Francis Poulenc – Piano Concerto No. 1 in C-Minor – Movement I

The theme of the work  begins in the opening measures of the concerto’s first movement (the opening theme of the concerto sounds explicitly “Russian” to me.  I’ve often mistaken the piece for Rachmaninoff concerto).  It starts by climbing a C#-minor scale to scale degree three (E) and continues to hover around the note, approaching in both great leaps and step-wise motion.  The rhythm in measures 2 & 4 of the E note (2:1:1), is particularly important as we will witness the same rhythm in Poulenc’s Piano Sonata for 2 Pianos.  Finally, we should note the neighboring movement around scale degree 3 in measure 4, as the melody moves from E – F# – E – D Natural before landing on scale degree one, C#.

Francis Poulenc – Piano Sonata For 2 Pianos – Movement II

Click to skip to quotation (Will open another tab/window).

While listening to Poulenc’s Piano Sonata for 2 Pianos, I noticed the second movement contains the theme of his concerto but in a different harmonic context.  The excerpts from this part of the sonata, contain a prolonged A major chord that progresses to an F#-minor chord in Measure 4.  It is in this measure, that we hear the familiar concerto theme in minor delicately placed amongst the major harmony in the previous measures of the sonata.  When the left hand switches to bass clef at the end of the measure 3, Poulenc prepares to move from A major to its relative minor, F# minor. Measure 4 bears the same rhythmic ratios as the concerto theme (2:1:1) , again hovering around scale degree 3 (in A major this is C#).  While that C# pedals for three notes, we then move in stepwise motion just like the concerto theme (C# – D – C# – B – A) before crashing on a massive F# minor chord.
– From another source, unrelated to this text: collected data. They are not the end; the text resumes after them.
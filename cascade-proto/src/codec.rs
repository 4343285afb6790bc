//! Envelope codec over any [`AsyncRead`]/[`AsyncWrite`] stream.
//!
//! Each frame is `varint(length)` followed by the postcard-encoded
//! envelope. Encode/decode failures surface as
//! [`std::io::ErrorKind::InvalidData`] so transport and decode errors can
//! be told apart from stream closure.

use std::io;

use serde::{Deserialize, Serialize};
use tokio::io::{AsyncRead, AsyncWrite, AsyncWriteExt};

use crate::varint;

/// Sends one envelope as a length-prefixed frame and flushes.
pub async fn send(w: &mut (impl AsyncWrite + Unpin), msg: &impl Serialize) -> io::Result<()> {
    let payload =
        postcard::to_allocvec(msg).map_err(|e| io::Error::new(io::ErrorKind::InvalidData, e))?;
    varint::write_frame(w, &payload).await?;
    w.flush().await
}

/// Receives and decodes one length-prefixed envelope.
pub async fn recv<T: for<'de> Deserialize<'de>>(r: &mut (impl AsyncRead + Unpin)) -> io::Result<T> {
    let payload = varint::read_frame(r).await?;
    postcard::from_bytes(&payload).map_err(|e| io::Error::new(io::ErrorKind::InvalidData, e))
}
While this theme is not exactly that of the concerto, I believe Poulenc deliberately injected specific components (rhythm and the melodic contour of the concerto theme) into this section of his sonata.  I suppose this means “quotation,” is a misnomer, as it specifies that the reference is intrinsically exact.  As we have seen through other examples, Poulenc’s references are not exact, but rather aesopianon in nature, often taking a hand-full of notes from a theme and implanting them elsewhere.  Ravel claimed Poulenc could write  “his own folk songs,” an observation that I believe reflects a self-nurtured mysticism.  The concert pianist Pascal Rogé who recorded all of Poulenc’s piano work for CD release writes:  “It [Poulenc’s music] is “popular” music in the best sense of the word. The writing is sophisticated, but the language is simple, accessible to all.  Poulenc is neither revolutionary nor academic.  He is Poulenc and that’s all.  He has his own language and he stays faithful to it from his first to his last works.”  Undoubtedly Roge is referring to the melodic sensibility that permeates the composer’s works but I believe Roge’s observation can also be applied to the transparency of these “quotes.”  Poulenc created his own legacy, leaving a trail of breadcrumbs for the listener to find and string together.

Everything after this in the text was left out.